Thanks to the wonders of modern medicine, I can boost my immune system with the gift of immunoglobulin derived from generous blood donors. In choosing to have gamma globulin delivered via IVIG directly into my veins, I have opted for an infusion that should provide me some immunity from infection for a full month. Subcutaneous infusions are administered weekly (or biweekly through a new delivery system) through injections into the fat layer of the abdomen. I confess that the decision between IVIG and subcutaneous options came down to scheduling and convenience. Once a month seems MUCH less invasive than a weekly schedule. Yes, it's a full day but it's one and done. I also am spared of a subcutaneous "sac" of liquid waiting to be absorbed overnight. Also, how do you travel? How can you feel untethered from the relentless weekly schedule of that multi-hours infusion? So, I am happy with our choice of delivery system yet remain fundamentally wary of what I am doing once a month.
I am still unnerved about welcoming foreign blood products into my veins once a month. We simply don't know what we don't know. HIV-AIDS? Mad Cow? Transfusions of tainted blood spread these and other diseases before the medical community was aware of the threat. It would be naive of me to trust completely that there is no risk. I am exposed to donors' immunities as well as possible pathogens. Yes, I will eventually borrow others' immunity to Zika as it becomes endemic and builds in the population. Yet medical knowledge has limits. Any rose-colored glasses were shattered (and then ground into the pavement) when multiple medical teams advised that a risky allogeneic Bone Marrow Transplant was absolutely necessary for my survival only to have Johns Hopkins say "sit tight", to hear UCSF agree that the BMT advice was "protocol but no longer advisable", and to remain lymphoma-free 4 years later without that extremely dangerous procedure. Consider me a cautious skeptic of all things medical. "Completely safe." As far as we know. For now. I'll take that with a heaping teaspoon of salt and say "sounds good!".

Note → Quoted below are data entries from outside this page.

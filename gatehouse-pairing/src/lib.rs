//! Client-side pairing with a gatehouse gateway.
//!
//! A node discovers gateways, pairs with one to obtain a bridge token, caches
//! that token in the secret store, and reconnects with it automatically the
//! next time a gateway shows up.

mod error;

pub mod bridge;
pub mod client;
pub mod identity;
pub mod peer;
pub mod transport;

pub use bridge::LineBridgeClient;
pub use client::{bridge_token_account, AutoConnect, PairingClient, SkipReason};
pub use error::PairingError;
pub use identity::NodeIdentity;
pub use peer::{DiscoveredPeer, PeerEvent, PeerSet};
pub use transport::{
    BridgeConnector, BridgeSession, DiscoveryTransport, PairingTransport, StaticDiscovery,
};
//! Remote mode: the gateway runs elsewhere; only its address is recorded.

use gatehouse_core::types::{GatewayMode, RemoteGateway};
use gatehouse_core::{Prompter, RuntimeConfig, TextPrompt};

use crate::error::WizardError;

pub fn validate_ws_url(value: &str) -> Result<(), String> {
    let trimmed = value.trim();
    if trimmed.starts_with("ws://") || trimmed.starts_with("wss://") {
        Ok(())
    } else {
        Err("URL must start with ws:// or wss://".to_string())
    }
}

/// Point `config` at a remote gateway. A blank token clears it.
pub fn apply(config: &RuntimeConfig, url: &str, token: &str) -> RuntimeConfig {
    let mut next = config.clone();
    let token = token.trim();
    next.gateway.mode = GatewayMode::Remote;
    next.gateway.remote = Some(RemoteGateway {
        url: url.trim().to_string(),
        token: (!token.is_empty()).then(|| token.to_string()),
    });
    next
}

pub fn collect(config: &RuntimeConfig, prompter: &mut dyn Prompter) -> Result<RuntimeConfig, WizardError> {
    let remote = config.gateway.remote.as_ref();
    let mut url_prompt = TextPrompt::new("Gateway WebSocket URL").validate(validate_ws_url);
    if let Some(existing) = remote {
        url_prompt = url_prompt.initial(existing.url.clone());
    }
    let url = prompter.text(url_prompt)?;
    let token = prompter.text(TextPrompt::new("Gateway token (blank for none)"))?;
    Ok(apply(config, &url, &token))
}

So far, so good. No side effects and no illnesses. Also, since I am
trying (with limited success) to avoid Google, I am calm. As was the
case with my lymphoma and chemo, I am offering this overview of my
benign, mundane CVID experience as a counterpoint to all the horror
stories online. All's well. Nothing to report. Smile, be grateful, and
be hopeful.
Bottom line? I have not been sick all summer... BUT that is par for the course for these non-school months when I am quarantined from a classroom of children. The true test will come after Labor Day when I am fortunate once again to be working with young children in the petri dish of an active classroom. I am optimistic that my boosted immune system will do the trick and that I will avoid the debilitating coughs that are the soundtrack of my school year!